Work instructions
Beginning with the first line below, please restate each line exactly, down to and including the line containing "pub const CHANNEL_OPEN: u32 = 0x0014000A;".

____________

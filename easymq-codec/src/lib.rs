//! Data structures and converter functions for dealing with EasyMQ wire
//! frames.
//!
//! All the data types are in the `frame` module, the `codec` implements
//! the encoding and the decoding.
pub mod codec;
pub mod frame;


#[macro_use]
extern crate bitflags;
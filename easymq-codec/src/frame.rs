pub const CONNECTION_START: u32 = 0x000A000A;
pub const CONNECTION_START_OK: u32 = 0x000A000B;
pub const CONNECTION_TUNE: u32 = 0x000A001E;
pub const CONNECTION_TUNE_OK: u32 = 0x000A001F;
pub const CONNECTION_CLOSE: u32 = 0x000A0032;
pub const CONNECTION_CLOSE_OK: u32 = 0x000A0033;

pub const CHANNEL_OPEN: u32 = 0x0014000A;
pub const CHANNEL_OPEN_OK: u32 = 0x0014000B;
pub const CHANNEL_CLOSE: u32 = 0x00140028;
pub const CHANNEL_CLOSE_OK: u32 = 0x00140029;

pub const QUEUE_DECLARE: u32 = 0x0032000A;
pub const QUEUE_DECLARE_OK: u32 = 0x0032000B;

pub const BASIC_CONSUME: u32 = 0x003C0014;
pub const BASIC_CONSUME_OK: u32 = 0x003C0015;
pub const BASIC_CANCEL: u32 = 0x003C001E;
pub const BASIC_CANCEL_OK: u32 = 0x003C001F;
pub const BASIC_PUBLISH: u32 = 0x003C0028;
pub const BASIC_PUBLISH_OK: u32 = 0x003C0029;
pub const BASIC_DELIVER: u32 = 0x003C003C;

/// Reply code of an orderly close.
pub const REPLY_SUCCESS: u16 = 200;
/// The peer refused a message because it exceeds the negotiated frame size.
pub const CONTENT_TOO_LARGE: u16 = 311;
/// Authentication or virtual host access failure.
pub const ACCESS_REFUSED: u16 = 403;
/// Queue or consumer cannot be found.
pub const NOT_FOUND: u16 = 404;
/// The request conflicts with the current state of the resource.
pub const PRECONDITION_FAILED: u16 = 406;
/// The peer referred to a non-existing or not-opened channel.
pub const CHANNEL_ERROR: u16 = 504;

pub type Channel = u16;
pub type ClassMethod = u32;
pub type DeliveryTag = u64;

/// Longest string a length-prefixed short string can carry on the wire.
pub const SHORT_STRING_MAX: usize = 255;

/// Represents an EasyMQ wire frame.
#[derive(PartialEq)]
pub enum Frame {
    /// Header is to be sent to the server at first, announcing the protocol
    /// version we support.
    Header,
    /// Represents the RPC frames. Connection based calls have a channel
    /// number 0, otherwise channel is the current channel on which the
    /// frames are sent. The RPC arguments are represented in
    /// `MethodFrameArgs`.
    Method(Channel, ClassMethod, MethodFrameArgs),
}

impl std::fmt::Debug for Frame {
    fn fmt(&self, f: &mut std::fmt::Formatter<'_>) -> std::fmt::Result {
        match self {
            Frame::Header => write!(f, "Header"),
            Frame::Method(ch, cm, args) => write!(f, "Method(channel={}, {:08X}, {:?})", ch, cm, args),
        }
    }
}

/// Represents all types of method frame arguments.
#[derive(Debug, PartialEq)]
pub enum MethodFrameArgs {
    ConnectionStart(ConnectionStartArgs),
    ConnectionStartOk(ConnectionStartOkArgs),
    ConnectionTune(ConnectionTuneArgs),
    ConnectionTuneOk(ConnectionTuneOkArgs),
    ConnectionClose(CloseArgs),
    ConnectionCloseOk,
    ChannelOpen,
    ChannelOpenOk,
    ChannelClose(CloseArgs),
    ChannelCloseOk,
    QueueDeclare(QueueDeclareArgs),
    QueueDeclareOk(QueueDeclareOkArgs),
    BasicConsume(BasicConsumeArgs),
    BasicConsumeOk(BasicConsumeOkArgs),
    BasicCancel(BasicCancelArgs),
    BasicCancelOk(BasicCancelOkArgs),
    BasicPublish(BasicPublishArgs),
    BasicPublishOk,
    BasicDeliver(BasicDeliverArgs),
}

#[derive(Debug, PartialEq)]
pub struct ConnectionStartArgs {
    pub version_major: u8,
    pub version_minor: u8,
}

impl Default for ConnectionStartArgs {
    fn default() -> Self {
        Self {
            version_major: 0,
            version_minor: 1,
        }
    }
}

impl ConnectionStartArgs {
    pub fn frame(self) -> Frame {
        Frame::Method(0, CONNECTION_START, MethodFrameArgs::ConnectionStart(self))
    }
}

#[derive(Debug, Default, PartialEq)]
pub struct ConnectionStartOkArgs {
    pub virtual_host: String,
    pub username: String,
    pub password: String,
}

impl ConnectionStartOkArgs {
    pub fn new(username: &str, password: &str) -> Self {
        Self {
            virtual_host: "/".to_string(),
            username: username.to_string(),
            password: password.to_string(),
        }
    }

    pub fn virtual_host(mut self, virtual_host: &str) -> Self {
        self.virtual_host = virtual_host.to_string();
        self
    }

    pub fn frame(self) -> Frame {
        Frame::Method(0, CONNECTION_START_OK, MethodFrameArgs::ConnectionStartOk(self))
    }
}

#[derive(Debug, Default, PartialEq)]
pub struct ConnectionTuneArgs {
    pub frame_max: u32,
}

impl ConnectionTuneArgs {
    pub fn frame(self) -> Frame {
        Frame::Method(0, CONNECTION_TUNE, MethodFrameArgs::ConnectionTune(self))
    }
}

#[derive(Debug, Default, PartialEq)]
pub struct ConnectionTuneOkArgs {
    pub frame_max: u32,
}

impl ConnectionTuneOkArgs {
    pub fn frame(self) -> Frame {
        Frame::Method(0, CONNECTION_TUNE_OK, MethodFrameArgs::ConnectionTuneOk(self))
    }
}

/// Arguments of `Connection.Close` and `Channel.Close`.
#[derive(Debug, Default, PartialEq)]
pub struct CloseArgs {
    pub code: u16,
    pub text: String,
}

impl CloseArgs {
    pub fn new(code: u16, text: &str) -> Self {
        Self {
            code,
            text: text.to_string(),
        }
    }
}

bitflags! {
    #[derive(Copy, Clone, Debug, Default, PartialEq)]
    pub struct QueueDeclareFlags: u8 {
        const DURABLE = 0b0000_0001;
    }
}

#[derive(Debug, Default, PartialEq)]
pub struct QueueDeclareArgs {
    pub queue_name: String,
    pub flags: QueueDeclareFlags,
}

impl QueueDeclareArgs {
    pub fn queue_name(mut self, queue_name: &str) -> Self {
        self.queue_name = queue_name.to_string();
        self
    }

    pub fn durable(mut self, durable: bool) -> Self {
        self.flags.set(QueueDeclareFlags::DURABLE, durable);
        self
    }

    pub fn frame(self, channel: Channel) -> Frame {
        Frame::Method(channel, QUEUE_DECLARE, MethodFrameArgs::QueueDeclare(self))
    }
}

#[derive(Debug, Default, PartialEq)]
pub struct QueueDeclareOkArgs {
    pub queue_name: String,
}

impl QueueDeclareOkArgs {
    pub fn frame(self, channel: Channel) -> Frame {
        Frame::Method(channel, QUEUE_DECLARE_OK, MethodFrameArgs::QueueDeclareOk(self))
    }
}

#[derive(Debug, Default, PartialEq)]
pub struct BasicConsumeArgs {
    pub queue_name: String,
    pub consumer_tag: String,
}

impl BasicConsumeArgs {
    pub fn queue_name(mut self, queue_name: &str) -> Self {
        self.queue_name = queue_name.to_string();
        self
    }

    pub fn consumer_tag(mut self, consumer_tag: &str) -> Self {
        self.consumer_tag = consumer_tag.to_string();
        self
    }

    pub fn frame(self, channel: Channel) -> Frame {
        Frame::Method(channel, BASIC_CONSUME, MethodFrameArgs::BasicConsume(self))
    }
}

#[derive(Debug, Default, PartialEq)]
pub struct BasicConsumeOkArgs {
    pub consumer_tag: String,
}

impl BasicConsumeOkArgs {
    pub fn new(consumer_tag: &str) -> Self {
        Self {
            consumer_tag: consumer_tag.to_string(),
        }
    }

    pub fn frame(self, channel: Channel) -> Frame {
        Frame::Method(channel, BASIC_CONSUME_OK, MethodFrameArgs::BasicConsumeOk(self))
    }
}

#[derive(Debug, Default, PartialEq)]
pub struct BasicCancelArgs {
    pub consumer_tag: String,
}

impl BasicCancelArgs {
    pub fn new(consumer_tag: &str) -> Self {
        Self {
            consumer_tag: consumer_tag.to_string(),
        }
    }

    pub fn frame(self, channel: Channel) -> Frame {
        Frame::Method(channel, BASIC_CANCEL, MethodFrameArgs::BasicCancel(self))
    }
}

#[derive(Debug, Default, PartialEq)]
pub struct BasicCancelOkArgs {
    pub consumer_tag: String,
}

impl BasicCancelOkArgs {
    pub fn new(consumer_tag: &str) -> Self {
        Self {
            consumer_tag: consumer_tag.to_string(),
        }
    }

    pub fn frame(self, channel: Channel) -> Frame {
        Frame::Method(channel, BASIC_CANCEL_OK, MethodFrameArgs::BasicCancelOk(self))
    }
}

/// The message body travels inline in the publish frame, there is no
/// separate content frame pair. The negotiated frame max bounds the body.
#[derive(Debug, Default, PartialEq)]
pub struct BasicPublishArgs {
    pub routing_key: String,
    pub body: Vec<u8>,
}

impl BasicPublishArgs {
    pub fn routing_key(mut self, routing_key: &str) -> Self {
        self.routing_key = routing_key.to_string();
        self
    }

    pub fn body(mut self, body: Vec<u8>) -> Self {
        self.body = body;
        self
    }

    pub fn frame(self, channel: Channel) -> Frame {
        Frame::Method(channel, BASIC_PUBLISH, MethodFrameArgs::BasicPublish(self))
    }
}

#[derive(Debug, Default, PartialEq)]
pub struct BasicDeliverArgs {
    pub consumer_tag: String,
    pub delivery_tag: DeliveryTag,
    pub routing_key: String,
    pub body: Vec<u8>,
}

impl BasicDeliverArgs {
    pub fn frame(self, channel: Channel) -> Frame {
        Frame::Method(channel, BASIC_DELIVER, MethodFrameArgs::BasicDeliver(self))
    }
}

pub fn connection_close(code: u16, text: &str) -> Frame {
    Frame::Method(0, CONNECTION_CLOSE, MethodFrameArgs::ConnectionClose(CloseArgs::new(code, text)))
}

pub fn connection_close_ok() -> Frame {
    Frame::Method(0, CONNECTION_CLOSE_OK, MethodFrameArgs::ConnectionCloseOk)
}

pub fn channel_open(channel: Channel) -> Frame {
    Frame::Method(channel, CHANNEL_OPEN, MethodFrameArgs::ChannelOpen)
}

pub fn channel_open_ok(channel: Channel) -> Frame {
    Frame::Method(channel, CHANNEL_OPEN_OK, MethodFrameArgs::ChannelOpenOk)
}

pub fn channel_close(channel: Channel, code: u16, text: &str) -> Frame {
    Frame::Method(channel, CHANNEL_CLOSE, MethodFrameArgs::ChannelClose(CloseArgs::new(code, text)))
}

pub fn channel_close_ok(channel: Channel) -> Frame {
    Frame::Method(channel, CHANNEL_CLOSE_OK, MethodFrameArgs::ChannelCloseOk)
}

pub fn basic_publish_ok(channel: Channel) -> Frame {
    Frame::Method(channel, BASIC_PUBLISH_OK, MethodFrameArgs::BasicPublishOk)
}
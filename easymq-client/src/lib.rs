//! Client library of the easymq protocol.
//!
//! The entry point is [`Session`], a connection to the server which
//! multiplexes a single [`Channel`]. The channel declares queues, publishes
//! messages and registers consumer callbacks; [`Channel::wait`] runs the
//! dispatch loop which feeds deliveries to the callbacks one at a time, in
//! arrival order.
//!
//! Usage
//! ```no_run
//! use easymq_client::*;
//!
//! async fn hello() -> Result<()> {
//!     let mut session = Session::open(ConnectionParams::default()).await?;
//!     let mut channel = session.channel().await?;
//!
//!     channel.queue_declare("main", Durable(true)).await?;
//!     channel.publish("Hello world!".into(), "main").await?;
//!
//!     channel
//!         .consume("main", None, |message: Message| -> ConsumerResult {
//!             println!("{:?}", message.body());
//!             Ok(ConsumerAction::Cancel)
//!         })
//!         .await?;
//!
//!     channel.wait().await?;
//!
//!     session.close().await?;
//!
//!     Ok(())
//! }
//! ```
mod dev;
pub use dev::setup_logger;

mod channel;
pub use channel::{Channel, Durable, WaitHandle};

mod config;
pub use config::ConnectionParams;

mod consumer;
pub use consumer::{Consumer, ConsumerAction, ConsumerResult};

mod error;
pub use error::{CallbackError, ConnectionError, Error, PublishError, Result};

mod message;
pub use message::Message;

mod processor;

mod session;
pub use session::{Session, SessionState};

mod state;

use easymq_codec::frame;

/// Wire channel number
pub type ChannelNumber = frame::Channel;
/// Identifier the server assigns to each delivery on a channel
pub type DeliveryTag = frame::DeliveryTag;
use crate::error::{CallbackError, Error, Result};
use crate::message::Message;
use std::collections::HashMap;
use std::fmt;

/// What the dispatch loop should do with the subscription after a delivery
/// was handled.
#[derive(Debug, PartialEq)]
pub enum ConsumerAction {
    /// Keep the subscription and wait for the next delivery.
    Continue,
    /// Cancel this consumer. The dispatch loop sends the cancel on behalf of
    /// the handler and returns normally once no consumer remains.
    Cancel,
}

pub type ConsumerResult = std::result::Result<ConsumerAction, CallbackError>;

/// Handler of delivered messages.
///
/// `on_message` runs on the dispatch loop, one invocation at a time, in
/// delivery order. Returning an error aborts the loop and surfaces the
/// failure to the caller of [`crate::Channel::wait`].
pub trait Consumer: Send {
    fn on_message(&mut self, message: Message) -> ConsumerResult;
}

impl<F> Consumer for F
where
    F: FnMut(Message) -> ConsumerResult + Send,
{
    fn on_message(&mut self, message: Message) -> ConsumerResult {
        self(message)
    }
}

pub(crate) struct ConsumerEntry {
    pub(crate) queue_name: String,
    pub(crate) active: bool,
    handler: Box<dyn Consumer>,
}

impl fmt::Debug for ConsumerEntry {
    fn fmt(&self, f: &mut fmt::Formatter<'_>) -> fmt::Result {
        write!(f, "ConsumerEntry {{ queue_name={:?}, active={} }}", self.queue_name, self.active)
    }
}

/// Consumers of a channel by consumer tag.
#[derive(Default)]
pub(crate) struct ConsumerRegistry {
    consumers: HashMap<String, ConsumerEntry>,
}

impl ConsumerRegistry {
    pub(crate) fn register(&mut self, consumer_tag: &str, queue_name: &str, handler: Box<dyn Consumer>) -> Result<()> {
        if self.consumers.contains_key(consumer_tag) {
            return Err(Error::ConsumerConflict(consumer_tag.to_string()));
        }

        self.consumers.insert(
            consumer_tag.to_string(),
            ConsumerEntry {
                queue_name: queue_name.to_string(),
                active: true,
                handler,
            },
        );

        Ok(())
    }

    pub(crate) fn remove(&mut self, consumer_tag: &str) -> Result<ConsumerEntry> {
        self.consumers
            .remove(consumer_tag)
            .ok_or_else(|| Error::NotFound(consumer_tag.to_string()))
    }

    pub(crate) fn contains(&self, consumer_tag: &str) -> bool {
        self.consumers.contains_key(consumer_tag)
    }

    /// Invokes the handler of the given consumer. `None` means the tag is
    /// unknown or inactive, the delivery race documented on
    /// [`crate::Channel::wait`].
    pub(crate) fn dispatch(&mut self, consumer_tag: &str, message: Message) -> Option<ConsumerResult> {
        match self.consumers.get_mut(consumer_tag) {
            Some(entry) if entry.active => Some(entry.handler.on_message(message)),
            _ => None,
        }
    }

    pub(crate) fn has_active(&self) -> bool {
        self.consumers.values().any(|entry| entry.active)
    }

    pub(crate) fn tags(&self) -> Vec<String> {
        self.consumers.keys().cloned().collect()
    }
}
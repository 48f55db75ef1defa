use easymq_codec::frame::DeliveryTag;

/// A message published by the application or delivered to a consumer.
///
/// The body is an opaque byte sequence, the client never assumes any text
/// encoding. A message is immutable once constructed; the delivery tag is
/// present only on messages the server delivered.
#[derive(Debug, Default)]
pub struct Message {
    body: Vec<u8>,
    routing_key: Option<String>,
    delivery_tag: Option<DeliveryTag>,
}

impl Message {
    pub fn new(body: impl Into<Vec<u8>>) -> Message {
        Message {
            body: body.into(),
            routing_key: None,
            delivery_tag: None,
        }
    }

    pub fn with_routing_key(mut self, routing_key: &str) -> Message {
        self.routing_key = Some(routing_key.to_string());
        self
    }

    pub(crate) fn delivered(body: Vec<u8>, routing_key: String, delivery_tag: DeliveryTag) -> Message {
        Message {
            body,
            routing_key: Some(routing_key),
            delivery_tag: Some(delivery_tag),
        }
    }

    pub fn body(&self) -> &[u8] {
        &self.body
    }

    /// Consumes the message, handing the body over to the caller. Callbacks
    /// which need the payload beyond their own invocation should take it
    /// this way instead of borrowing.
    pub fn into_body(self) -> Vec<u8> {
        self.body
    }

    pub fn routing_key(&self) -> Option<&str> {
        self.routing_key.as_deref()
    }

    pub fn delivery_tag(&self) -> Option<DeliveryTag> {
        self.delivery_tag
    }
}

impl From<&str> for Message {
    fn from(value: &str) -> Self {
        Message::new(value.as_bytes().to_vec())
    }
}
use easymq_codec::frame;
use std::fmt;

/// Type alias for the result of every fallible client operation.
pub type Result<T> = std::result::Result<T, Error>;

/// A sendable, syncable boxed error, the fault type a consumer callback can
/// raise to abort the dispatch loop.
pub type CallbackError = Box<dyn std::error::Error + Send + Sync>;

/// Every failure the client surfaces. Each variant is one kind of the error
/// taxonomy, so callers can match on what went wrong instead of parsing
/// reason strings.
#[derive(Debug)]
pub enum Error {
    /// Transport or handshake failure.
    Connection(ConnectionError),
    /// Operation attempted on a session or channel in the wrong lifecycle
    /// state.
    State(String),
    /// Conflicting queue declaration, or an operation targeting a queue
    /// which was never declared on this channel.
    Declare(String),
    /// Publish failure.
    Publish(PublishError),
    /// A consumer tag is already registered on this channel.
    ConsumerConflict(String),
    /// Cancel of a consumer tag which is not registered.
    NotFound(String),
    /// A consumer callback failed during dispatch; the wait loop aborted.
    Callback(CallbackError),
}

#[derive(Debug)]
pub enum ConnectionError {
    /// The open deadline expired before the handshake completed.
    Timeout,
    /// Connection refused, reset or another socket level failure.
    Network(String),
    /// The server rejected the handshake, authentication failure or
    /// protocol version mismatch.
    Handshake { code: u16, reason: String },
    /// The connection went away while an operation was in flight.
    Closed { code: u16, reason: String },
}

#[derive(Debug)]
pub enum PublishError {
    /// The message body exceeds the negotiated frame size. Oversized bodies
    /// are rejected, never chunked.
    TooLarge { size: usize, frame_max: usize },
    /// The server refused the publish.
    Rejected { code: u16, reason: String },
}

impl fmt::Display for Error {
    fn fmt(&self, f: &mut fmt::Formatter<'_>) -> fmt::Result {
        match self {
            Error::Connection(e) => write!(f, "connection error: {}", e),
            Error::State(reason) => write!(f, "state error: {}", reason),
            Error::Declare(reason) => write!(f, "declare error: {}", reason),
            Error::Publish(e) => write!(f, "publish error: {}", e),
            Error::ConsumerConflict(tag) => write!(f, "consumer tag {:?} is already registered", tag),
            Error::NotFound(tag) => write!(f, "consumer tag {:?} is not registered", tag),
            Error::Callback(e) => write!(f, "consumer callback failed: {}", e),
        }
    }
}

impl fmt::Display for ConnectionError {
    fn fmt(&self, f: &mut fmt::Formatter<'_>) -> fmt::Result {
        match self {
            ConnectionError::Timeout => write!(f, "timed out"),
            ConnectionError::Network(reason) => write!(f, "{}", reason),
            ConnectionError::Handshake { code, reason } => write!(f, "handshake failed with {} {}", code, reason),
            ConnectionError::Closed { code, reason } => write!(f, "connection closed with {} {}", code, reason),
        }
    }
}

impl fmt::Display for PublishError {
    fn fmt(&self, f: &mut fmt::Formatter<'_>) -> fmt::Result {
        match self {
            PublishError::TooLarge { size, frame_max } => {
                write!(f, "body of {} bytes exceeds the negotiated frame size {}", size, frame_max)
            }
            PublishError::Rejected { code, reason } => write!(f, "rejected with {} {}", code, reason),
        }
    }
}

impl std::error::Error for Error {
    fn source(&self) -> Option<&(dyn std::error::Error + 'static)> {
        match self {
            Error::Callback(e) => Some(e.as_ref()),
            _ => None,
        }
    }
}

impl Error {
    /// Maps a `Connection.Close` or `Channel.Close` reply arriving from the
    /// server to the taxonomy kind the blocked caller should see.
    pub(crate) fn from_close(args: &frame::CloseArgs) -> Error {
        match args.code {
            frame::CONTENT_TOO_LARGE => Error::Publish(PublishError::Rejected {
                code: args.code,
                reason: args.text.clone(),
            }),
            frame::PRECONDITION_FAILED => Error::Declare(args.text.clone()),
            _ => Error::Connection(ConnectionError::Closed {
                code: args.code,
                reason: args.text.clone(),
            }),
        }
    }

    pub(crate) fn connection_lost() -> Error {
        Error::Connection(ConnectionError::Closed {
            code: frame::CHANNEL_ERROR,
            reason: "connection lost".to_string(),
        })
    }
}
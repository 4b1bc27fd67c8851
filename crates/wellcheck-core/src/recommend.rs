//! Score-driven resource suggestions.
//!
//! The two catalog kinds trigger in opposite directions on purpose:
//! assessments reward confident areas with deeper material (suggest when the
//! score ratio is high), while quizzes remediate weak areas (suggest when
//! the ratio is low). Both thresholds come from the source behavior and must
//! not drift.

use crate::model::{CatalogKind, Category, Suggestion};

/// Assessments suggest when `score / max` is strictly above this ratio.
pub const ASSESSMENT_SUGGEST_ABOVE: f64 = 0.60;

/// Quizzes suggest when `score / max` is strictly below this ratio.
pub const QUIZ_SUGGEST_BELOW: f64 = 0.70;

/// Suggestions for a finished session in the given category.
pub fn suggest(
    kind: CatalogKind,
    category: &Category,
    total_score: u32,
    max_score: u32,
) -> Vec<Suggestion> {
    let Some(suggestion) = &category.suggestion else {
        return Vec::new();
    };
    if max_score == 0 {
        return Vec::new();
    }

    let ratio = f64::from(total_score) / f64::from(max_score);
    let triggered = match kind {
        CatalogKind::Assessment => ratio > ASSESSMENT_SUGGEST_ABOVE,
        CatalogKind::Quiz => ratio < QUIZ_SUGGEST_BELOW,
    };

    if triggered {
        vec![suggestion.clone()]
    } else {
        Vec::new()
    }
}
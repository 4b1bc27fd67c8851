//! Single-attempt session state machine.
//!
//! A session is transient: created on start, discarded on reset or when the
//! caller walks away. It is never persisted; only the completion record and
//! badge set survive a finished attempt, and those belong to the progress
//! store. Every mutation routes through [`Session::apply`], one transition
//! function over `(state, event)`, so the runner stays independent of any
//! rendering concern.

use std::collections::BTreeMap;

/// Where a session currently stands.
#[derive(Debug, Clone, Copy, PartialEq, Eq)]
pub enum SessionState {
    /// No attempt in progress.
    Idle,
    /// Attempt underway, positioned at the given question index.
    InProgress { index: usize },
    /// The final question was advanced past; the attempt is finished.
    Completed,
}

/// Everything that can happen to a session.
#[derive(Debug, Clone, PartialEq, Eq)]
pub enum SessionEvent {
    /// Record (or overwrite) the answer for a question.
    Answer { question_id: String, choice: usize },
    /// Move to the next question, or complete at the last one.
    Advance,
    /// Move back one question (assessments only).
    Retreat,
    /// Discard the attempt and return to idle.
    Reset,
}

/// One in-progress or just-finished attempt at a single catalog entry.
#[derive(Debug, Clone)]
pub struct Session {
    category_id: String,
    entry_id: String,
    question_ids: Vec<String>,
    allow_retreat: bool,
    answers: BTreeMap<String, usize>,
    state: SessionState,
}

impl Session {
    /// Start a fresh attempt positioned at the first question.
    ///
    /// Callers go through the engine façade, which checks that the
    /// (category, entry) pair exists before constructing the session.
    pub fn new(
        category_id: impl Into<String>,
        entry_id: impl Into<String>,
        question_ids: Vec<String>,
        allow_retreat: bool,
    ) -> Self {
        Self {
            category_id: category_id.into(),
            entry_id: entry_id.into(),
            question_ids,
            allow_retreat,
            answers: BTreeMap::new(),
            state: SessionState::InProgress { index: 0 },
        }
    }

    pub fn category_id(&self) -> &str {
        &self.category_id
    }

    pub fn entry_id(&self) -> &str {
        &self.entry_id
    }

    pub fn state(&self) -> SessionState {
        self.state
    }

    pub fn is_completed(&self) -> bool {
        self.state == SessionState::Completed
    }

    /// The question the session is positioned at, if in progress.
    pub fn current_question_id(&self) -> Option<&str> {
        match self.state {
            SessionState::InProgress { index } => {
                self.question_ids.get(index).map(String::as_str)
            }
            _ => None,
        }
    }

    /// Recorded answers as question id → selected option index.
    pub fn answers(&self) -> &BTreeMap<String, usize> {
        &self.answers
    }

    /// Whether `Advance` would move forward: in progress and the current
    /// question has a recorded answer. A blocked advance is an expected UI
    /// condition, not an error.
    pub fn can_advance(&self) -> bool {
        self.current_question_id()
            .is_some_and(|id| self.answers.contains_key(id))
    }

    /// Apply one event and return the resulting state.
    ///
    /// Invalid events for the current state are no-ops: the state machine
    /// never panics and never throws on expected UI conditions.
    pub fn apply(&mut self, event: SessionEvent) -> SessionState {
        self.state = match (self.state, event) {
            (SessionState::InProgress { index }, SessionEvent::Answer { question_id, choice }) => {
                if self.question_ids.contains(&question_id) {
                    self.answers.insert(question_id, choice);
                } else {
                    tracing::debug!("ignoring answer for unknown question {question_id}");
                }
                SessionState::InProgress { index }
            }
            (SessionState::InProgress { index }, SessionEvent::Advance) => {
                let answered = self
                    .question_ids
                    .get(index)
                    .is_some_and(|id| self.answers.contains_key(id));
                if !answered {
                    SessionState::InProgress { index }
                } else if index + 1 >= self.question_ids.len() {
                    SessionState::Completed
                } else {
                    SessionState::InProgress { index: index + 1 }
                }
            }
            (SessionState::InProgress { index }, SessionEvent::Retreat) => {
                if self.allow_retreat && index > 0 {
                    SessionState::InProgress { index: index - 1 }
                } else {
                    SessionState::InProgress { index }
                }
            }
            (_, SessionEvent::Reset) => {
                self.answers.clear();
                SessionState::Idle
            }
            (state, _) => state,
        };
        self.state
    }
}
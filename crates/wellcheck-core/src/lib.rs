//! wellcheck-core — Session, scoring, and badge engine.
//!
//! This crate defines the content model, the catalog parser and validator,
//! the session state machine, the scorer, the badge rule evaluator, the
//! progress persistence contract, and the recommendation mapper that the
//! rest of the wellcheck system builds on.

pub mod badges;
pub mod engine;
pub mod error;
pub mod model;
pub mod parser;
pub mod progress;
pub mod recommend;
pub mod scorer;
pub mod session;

____________

Solution below
filename easymq-codec/src/lib.rs
//! Data structures and converter functions for dealing with EasyMQ wire
//! frames.
//!
//! All the data types are in the `frame` module, the `codec` implements
//! the encoding and the decoding.
pub mod codec;
pub mod frame;


#[macro_use]
extern crate bitflags;
filename easymq-codec/src/frame.rs
pub const CONNECTION_START: u32 = 0x000A000A;
pub const CONNECTION_START_OK: u32 = 0x000A000B;
pub const CONNECTION_TUNE: u32 = 0x000A001E;
pub const CONNECTION_TUNE_OK: u32 = 0x000A001F;
pub const CONNECTION_CLOSE: u32 = 0x000A0032;
pub const CONNECTION_CLOSE_OK: u32 = 0x000A0033;

pub const CHANNEL_OPEN: u32 = 0x0014000A;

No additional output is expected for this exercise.